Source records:
****************

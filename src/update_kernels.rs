// Copyright (c) 2026, Chad Hogan
// All rights reserved.
//
// This source code is licensed under the BSD-3-Clause license found in the
// LICENSE file in the root directory of this source tree.

use crate::core::GridData;
use crate::label::{Label, LabelField};

/// Solve the upwind eikonal update for a single node.
///
/// `upwind` holds one `(a_d, h_d)` pair per contributing axis: the smallest
/// finalized neighbor value along that axis and the spacing of the axis.
/// Solves the Godunov discretization
/// `sum_d ((u - a_d) / h_d)^2 = 1 / speed^2` for its larger root.
///
/// Axes are added in ascending order of `a_d`, and only while the current
/// solution still exceeds the next `a_d`; this drops axes whose backward
/// difference would point downwind. The slice is sorted in place.
///
/// Returns `None` when no axis contributes.
pub fn solve_quadratic(upwind: &mut [(f64, f64)], speed: f64) -> Option<f64> {
    upwind.sort_by(|x, y| x.0.total_cmp(&y.0));

    let rhs = 1.0 / (speed * speed);
    let mut aa = 0.0;
    let mut bb = 0.0;
    let mut cc = -rhs;
    let mut solution = f64::INFINITY;

    for &(a, h) in upwind.iter() {
        if solution <= a {
            break;
        }
        let w = 1.0 / (h * h);
        let (next_aa, next_bb, next_cc) = (aa + w, bb + a * w, cc + a * a * w);
        let disc = next_bb * next_bb - next_aa * next_cc;
        if disc < 0.0 {
            // Rounding only; the previous solution is still causal.
            break;
        }
        aa = next_aa;
        bb = next_bb;
        cc = next_cc;
        solution = (bb + disc.sqrt()) / aa;
    }

    solution.is_finite().then_some(solution)
}

/// Compute the candidate arrival time for `flat` from its Alive neighbors.
///
/// For each axis, picks the smaller of the two axis-neighbor values among
/// neighbors labeled [`Label::Alive`], then calls [`solve_quadratic`].
pub fn update_node<G: GridData<N>, const N: usize>(
    grid: &G,
    times: &[f64],
    labels: &LabelField,
    flat: usize,
    speed: f64,
) -> Option<f64> {
    let spacing = grid.spacing();
    let mut upwind = [(f64::INFINITY, 1.0); N];
    let mut count = 0;

    for (axis, &h) in spacing.iter().enumerate() {
        let mut best = f64::INFINITY;
        for upper in [false, true] {
            if let Some(n) = grid.axis_neighbor(flat, axis, upper) {
                if labels.get(n) == Label::Alive {
                    best = best.min(times[n]);
                }
            }
        }
        if best.is_finite() {
            upwind[count] = (best, h);
            count += 1;
        }
    }

    solve_quadratic(&mut upwind[..count], speed)
}
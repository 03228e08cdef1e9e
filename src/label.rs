// Copyright (c) 2026, Chad Hogan
// All rights reserved.
//
// This source code is licensed under the BSD-3-Clause license found in the
// LICENSE file in the root directory of this source tree.

use std::fmt;

/// Propagation state of a single grid node.
#[derive(Debug, Clone, Copy, PartialEq, Eq, Hash, PartialOrd, Ord)]
pub enum Label {
    /// Not yet touched by the front.
    Far,
    /// Arrival time is final.
    Alive,
    /// In the narrow band with a tentative arrival time.
    Trial,
    /// Trial node seeded by the caller; its value is never overwritten.
    InitialTrial,
    /// Excluded from propagation.
    Outside,
}

impl fmt::Display for Label {
    fn fmt(&self, f: &mut fmt::Formatter<'_>) -> fmt::Result {
        let name = match self {
            Label::Far => "Far",
            Label::Alive => "Alive",
            Label::Trial => "Trial",
            Label::InitialTrial => "InitialTrial",
            Label::Outside => "Outside",
        };
        f.write_str(name)
    }
}

/// One [`Label`] per grid node, indexed by flat index.
#[derive(Debug, Clone, PartialEq, Eq)]
pub struct LabelField {
    labels: Vec<Label>,
}

impl LabelField {
    /// A field of `len` nodes, all [`Label::Far`].
    pub fn new(len: usize) -> Self {
        LabelField {
            labels: vec![Label::Far; len],
        }
    }

    /// Label at a flat index.
    #[inline]
    pub fn get(&self, flat: usize) -> Label {
        self.labels[flat]
    }

    /// Overwrite the label at a flat index.
    #[inline]
    pub fn set(&mut self, flat: usize, label: Label) {
        self.labels[flat] = label;
    }

    /// Number of nodes carrying `label`.
    pub fn count(&self, label: Label) -> usize {
        self.labels.iter().filter(|&&l| l == label).count()
    }

    /// Number of nodes.
    pub fn len(&self) -> usize {
        self.labels.len()
    }

    /// Whether the field has no nodes.
    pub fn is_empty(&self) -> bool {
        self.labels.is_empty()
    }

    /// Raw labels in row-major order.
    pub fn as_slice(&self) -> &[Label] {
        &self.labels
    }
}
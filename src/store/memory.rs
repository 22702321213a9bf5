//! In-memory store, used by tests and `SOCIALSYNC_DB_PATH=:memory:`

use super::{KeyValueStore, StoreError, StoreResult};
use std::collections::HashMap;
use std::sync::{Arc, Mutex};

/// Process-local store; clones share the same map
#[derive(Clone, Default)]
pub struct MemoryStore {
    entries: Arc<Mutex<HashMap<String, String>>>,
}

impl MemoryStore {
    pub fn new() -> Self {
        Self::default()
    }
}

impl KeyValueStore for MemoryStore {
    fn load(&self, key: &str) -> StoreResult<Option<String>> {
        let entries = self.entries.lock().map_err(|_| StoreError::Poisoned)?;
        Ok(entries.get(key).cloned())
    }

    fn save(&self, key: &str, value: &str) -> StoreResult<()> {
        let mut entries = self.entries.lock().map_err(|_| StoreError::Poisoned)?;
        entries.insert(key.to_string(), value.to_string());
        Ok(())
    }

    fn remove(&self, key: &str) -> StoreResult<()> {
        let mut entries = self.entries.lock().map_err(|_| StoreError::Poisoned)?;
        entries.remove(key);
        Ok(())
    }
}
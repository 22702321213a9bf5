//! The logged-in user and its persistence

use crate::backend::{Backend, BackendError, LoginRequest, RegisterRequest};
use crate::model::User;
use crate::store::{load_json, save_json, KeyValueStore, StoreResult};
use thiserror::Error;

/// Store key for the persisted user; absent means logged out
pub const USER_KEY: &str = "socialsync_user";

/// What the auth dialog submits
#[derive(Debug, Clone, PartialEq, Eq)]
pub enum Credentials {
    Login {
        email: String,
        password: String,
    },
    Register {
        name: String,
        email: String,
        password: String,
    },
}

impl Credentials {
    pub fn email(&self) -> &str {
        match self {
            Credentials::Login { email, .. } | Credentials::Register { email, .. } => email,
        }
    }

    fn password(&self) -> &str {
        match self {
            Credentials::Login { password, .. } | Credentials::Register { password, .. } => {
                password
            }
        }
    }
}

#[derive(Debug, Error)]
pub enum AuthError {
    #[error("Email and password are required")]
    MissingCredentials,
    /// The backend's own explanation, shown as-is
    #[error("{0}")]
    Rejected(String),
    #[error("Could not reach the server: {0}")]
    Unavailable(BackendError),
}

impl From<BackendError> for AuthError {
    fn from(e: BackendError) -> Self {
        if e.kind.is_rejection() {
            AuthError::Rejected(e.message)
        } else {
            AuthError::Unavailable(e)
        }
    }
}

/// Submit credentials to the matching auth endpoint
///
/// Touches no local state; the caller decides what to do with the user.
pub async fn authenticate<B: Backend + ?Sized>(
    backend: &B,
    credentials: &Credentials,
) -> Result<User, AuthError> {
    if credentials.email().trim().is_empty() || credentials.password().is_empty() {
        return Err(AuthError::MissingCredentials);
    }

    let response = match credentials {
        Credentials::Login { email, password } => {
            backend
                .login(&LoginRequest {
                    email: email.clone(),
                    password: password.clone(),
                })
                .await?
        }
        Credentials::Register {
            name,
            email,
            password,
        } => {
            backend
                .register(&RegisterRequest {
                    email: email.clone(),
                    password: password.clone(),
                    name: name.clone(),
                })
                .await?
        }
    };

    Ok(response.into())
}

/// Owner of the current user record
pub struct SessionIdentity<S> {
    store: S,
    user: Option<User>,
}

impl<S: KeyValueStore> SessionIdentity<S> {
    /// Load the stored user; anything unreadable counts as logged out
    pub fn restore(store: S) -> Self {
        let user = match load_json::<User, _>(&store, USER_KEY) {
            Ok(user) => user.map(User::normalized),
            Err(e) => {
                tracing::warn!(error = %e, "Stored user unreadable, starting logged out");
                None
            }
        };
        Self { store, user }
    }

    pub fn current(&self) -> Option<&User> {
        self.user.as_ref()
    }

    /// Record a freshly authenticated user
    pub fn establish(&mut self, user: User) -> StoreResult<()> {
        self.user = Some(user.normalized());
        self.persist()
    }

    pub fn logout(&mut self) -> StoreResult<()> {
        self.user = None;
        self.persist()
    }

    /// Merge a backend-pushed vibe; returns whether a user was updated
    pub fn apply_profile_update(&mut self, profile: &str) -> StoreResult<bool> {
        if profile.trim().is_empty() {
            return Ok(false);
        }
        let Some(user) = self.user.as_mut() else {
            return Ok(false);
        };
        user.profile = Some(profile.to_string());
        self.persist()?;
        Ok(true)
    }

    fn persist(&self) -> StoreResult<()> {
        match &self.user {
            Some(user) => save_json(&self.store, USER_KEY, user),
            None => self.store.remove(USER_KEY),
        }
    }
}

****************

**Brief**:
Write the opening line of the data above and every line after it, exactly, stopping once you have written the line with "axis: the smallest".

**Reply**:
filename src/update_kernels.rs
// Copyright (c) 2026, Chad Hogan
// All rights reserved.
//
// This source code is licensed under the BSD-3-Clause license found in the
// LICENSE file in the root directory of this source tree.

use crate::core::GridData;
use crate::label::{Label, LabelField};

/// Solve the upwind eikonal update for a single node.
///
/// `upwind` holds one `(a_d, h_d)` pair per contributing axis: the smallest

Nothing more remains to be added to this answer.